### WHAT TO PRODUCE:
Write each line again exactly as it is, from the opening line of the records below through the one containing "pub fn router(state: AppState)", and add nothing.

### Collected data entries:
· · · · ·
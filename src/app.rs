use std::sync::Arc;

use axum::{
    extract::DefaultBodyLimit,
    middleware,
    routing::{delete, get, post},
    Router,
};
use tower_http::cors::CorsLayer;
use tower_http::services::ServeDir;
use tower_http::trace::TraceLayer;

use crate::assistant::ContentAssistant;
use crate::image::{MediaStore, MAX_UPLOAD_BYTES};
use crate::store::BlogStore;
use crate::{
    archives, assistant, comments, feeds, health, image, pages, posts, seo, session, works, Config,
};

/// Multipart framing overhead allowed on top of the file itself.
const MULTIPART_SLACK_BYTES: usize = 64 * 1024;

#[derive(Clone)]
pub struct AppState {
    pub config: Arc<Config>,
    pub store: Arc<dyn BlogStore>,
    pub media: Arc<dyn MediaStore>,
    pub assistant: Option<Arc<dyn ContentAssistant>>,
}

pub fn router(state: AppState) -> Router {
    let admin_only = Router::new()
        .route(
            "/api/upload",
            post(image::add_image)
                .layer(DefaultBodyLimit::max(MAX_UPLOAD_BYTES + MULTIPART_SLACK_BYTES)),
        )
        .route("/api/ai/summarize", post(assistant::summarize))
        .route("/api/ai/translate", post(assistant::translate))
        .route_layer(middleware::from_fn_with_state(
            state.clone(),
            session::require_admin,
        ));

    let mut app = Router::new()
        .route("/api/healthcheck", get(health::health_check_handler))
        .route("/api/auth/login", post(session::login))
        .route("/api/auth/logout", post(session::logout))
        .route("/api/auth/session", get(session::current_session))
        .route("/api/posts", get(posts::list_posts).post(posts::add_post))
        .route(
            "/api/posts/:id",
            get(posts::get_post)
                .put(posts::update_post)
                .delete(posts::delete_post),
        )
        .route(
            "/api/posts/:id/comments",
            get(comments::list_comments).post(comments::add_comment),
        )
        .route("/api/comments/:id", delete(comments::delete_comment))
        .route("/api/works", get(works::list_works).post(works::add_work))
        .route(
            "/api/works/:id",
            get(works::get_work)
                .put(works::update_work)
                .delete(works::delete_work),
        )
        .route(
            "/api/archives",
            get(archives::list_archives).post(archives::add_archive),
        )
        .route(
            "/api/archives/:id",
            get(archives::get_archive)
                .put(archives::update_archive)
                .delete(archives::delete_archive),
        )
        .route("/api/pages", get(pages::list_pages))
        .route("/api/pages/:page", get(pages::get_page).put(pages::update_page))
        .route("/api/seo/:kind/:key", get(seo::page_meta))
        .route("/rss.xml", get(feeds::rss))
        .route("/sitemap.xml", get(feeds::sitemap))
        .merge(admin_only);

    // local uploads are only served when they live under a path of this app
    let uploads = &state.config.uploads;
    if uploads.base_url.starts_with('/') {
        app = app.nest_service(&uploads.base_url, ServeDir::new(&uploads.dir));
    }

    app.layer(CorsLayer::permissive())
        .layer(TraceLayer::new_for_http())
        .with_state(state)
}
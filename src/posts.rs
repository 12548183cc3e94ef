use axum::{
    extract::{Path, Query, State},
    http::StatusCode,
    Json,
};
use axum_extra::extract::WithRejection;
use serde_json::json;

use crate::content::{cloudinary, LangQuery};
use crate::models::Post;
use crate::session::AdminSession;
use crate::validation::PostPayload;
use crate::{ApiError, AppState};

pub async fn list_posts(
    State(state): State<AppState>,
    Query(query): Query<LangQuery>,
) -> Result<Json<Vec<Post>>, ApiError> {
    tracing::info!("list_posts started");
    let posts = state
        .store
        .list_posts()
        .await?
        .into_iter()
        .map(|mut post| {
            post.content = query.localize(post.content);
            post
        })
        .collect();
    Ok(Json(posts))
}

pub async fn get_post(
    State(state): State<AppState>,
    Path(id): Path<String>,
    Query(query): Query<LangQuery>,
) -> Result<Json<Post>, ApiError> {
    tracing::info!("get_post started");
    let mut post = state.store.get_post(&id).await?.ok_or(ApiError::NotFound("post"))?;
    post.content = cloudinary::optimize_html(&query.localize(post.content), None);
    Ok(Json(post))
}

pub async fn add_post(
    State(state): State<AppState>,
    _admin: AdminSession,
    WithRejection(Json(payload), _): WithRejection<Json<PostPayload>, ApiError>,
) -> Result<(StatusCode, Json<Post>), ApiError> {
    tracing::info!("add_post started");
    let draft = payload.validate()?;

    match state.store.create_post(draft).await {
        Ok(post) => {
            tracing::info!("add_post succeeded in inserting new post {}", post.id);
            Ok((StatusCode::CREATED, Json(post)))
        }
        Err(e) => {
            tracing::error!("add_post failed to insert new post: {:?}", &e);
            Err(e.into())
        }
    }
}

pub async fn update_post(
    State(state): State<AppState>,
    _admin: AdminSession,
    Path(id): Path<String>,
    WithRejection(Json(payload), _): WithRejection<Json<PostPayload>, ApiError>,
) -> Result<Json<Post>, ApiError> {
    tracing::info!("update_post started");
    let draft = payload.validate()?;

    let post = state
        .store
        .update_post(&id, draft)
        .await?
        .ok_or(ApiError::NotFound("post"))?;
    tracing::info!("update_post updated {}", post.id);
    Ok(Json(post))
}

pub async fn delete_post(
    State(state): State<AppState>,
    _admin: AdminSession,
    Path(id): Path<String>,
) -> Result<Json<serde_json::Value>, ApiError> {
    tracing::info!("delete_post started");
    if !state.store.delete_post(&id).await? {
        return Err(ApiError::NotFound("post"));
    }
    tracing::info!("delete_post removed {}", id);
    Ok(Json(json!({ "status": "ok", "id": id })))
}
· · · · ·
### WORKED SOLUTION:
filename src/app.rs
use std::sync::Arc;

use axum::{
    extract::DefaultBodyLimit,
    middleware,
    routing::{delete, get, post},
    Router,
};
use tower_http::cors::CorsLayer;
use tower_http::services::ServeDir;
use tower_http::trace::TraceLayer;

use crate::assistant::ContentAssistant;
use crate::image::{MediaStore, MAX_UPLOAD_BYTES};
use crate::store::BlogStore;
use crate::{
    archives, assistant, comments, feeds, health, image, pages, posts, seo, session, works, Config,
};

/// Multipart framing overhead allowed on top of the file itself.
const MULTIPART_SLACK_BYTES: usize = 64 * 1024;

#[derive(Clone)]
pub struct AppState {
    pub config: Arc<Config>,
    pub store: Arc<dyn BlogStore>,
    pub media: Arc<dyn MediaStore>,
    pub assistant: Option<Arc<dyn ContentAssistant>>,
}

pub fn router(state: AppState) -> Router {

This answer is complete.